[RECORDS PROVIDED]

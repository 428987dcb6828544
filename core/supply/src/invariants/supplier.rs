// citrate/core/supply/src/invariants/supplier.rs

use super::{Invariant, SUPPLIER_ROUTE};
use crate::aggregate::{aggregate_accounts, AccountTotals};
use crate::error::{FieldMismatch, SupplyError, SupplyField};
use crate::snapshot::LedgerSnapshot;
use crate::supplier::Supplier;
use citrate_primitives::Coins;

/// Checks the supplier record's circulating, module and initial vesting
/// fields against sums computed from the live account population.
#[derive(Debug, Clone, Copy, Default)]
pub struct SupplierInvariant;

impl SupplierInvariant {
    /// Compare a record against already aggregated totals.
    ///
    /// Every diverging field is reported, not only the first one.
    pub fn compare(supplier: &Supplier, totals: &AccountTotals) -> Result<(), SupplyError> {
        let pairs: [(SupplyField, &Coins, &Coins); 3] = [
            (SupplyField::CirculatingSupply, &supplier.circulating_supply, &totals.circulating),
            (SupplyField::ModulesSupply, &supplier.modules_supply, &totals.modules),
            (
                SupplyField::InitialVestingSupply,
                &supplier.initial_vesting_supply,
                &totals.initial_vesting,
            ),
        ];

        let mismatches: Vec<FieldMismatch> = pairs
            .into_iter()
            .filter(|(_, recorded, computed)| recorded != computed)
            .map(|(field, recorded, computed)| FieldMismatch {
                field,
                recorded: recorded.clone(),
                computed: computed.clone(),
            })
            .collect();

        if mismatches.is_empty() {
            Ok(())
        } else {
            Err(SupplyError::InvariantViolation {
                route: SUPPLIER_ROUTE,
                mismatches,
            })
        }
    }
}

impl Invariant for SupplierInvariant {
    fn route(&self) -> &'static str {
        SUPPLIER_ROUTE
    }

    fn check(&self, snapshot: &dyn LedgerSnapshot) -> Result<(), SupplyError> {
        let supplier = snapshot.supplier()?;
        let totals = aggregate_accounts(snapshot)?;
        Self::compare(&supplier, &totals)
    }
}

[THE PROBLEM]
Nothing should be left out when the listing is retyped exactly.

[TASK RESPONSE]
repository 428987dcb6828544
filename core/supply/src/invariants/supplier.rs
// citrate/core/supply/src/invariants/supplier.rs

use super::{Invariant, SUPPLIER_ROUTE};
use crate::aggregate::{aggregate_accounts, AccountTotals};
use crate::error::{FieldMismatch, SupplyError, SupplyField};
use crate::snapshot::LedgerSnapshot;
use crate::supplier::Supplier;
use citrate_primitives::Coins;

/// Checks the supplier record's circulating, module and initial vesting
/// fields against sums computed from the live account population.
#[derive(Debug, Clone, Copy, Default)]
pub struct SupplierInvariant;

impl SupplierInvariant {
    /// Compare a record against already aggregated totals.
    ///
    /// Every diverging field is reported, not only the first one.
    pub fn compare(supplier: &Supplier, totals: &AccountTotals) -> Result<(), SupplyError> {
        let pairs: [(SupplyField, &Coins, &Coins); 3] = [
            (SupplyField::CirculatingSupply, &supplier.circulating_supply, &totals.circulating),
            (SupplyField::ModulesSupply, &supplier.modules_supply, &totals.modules),
            (
                SupplyField::InitialVestingSupply,
                &supplier.initial_vesting_supply,
                &totals.initial_vesting,
            ),
        ];

        let mismatches: Vec<FieldMismatch> = pairs
            .into_iter()
            .filter(|(_, recorded, computed)| recorded != computed)
            .map(|(field, recorded, computed)| FieldMismatch {
                field,
                recorded: recorded.clone(),
                computed: computed.clone(),
            })
            .collect();

        if mismatches.is_empty() {
            Ok(())
        } else {
            Err(SupplyError::InvariantViolation {
                route: SUPPLIER_ROUTE,
                mismatches,
            })
        }
    }
}

impl Invariant for SupplierInvariant {
    fn route(&self) -> &'static str {
        SUPPLIER_ROUTE
    }

    fn check(&self, snapshot: &dyn LedgerSnapshot) -> Result<(), SupplyError> {
        let supplier = snapshot.supplier()?;
        let totals = aggregate_accounts(snapshot)?;
        Self::compare(&supplier, &totals)
    }
}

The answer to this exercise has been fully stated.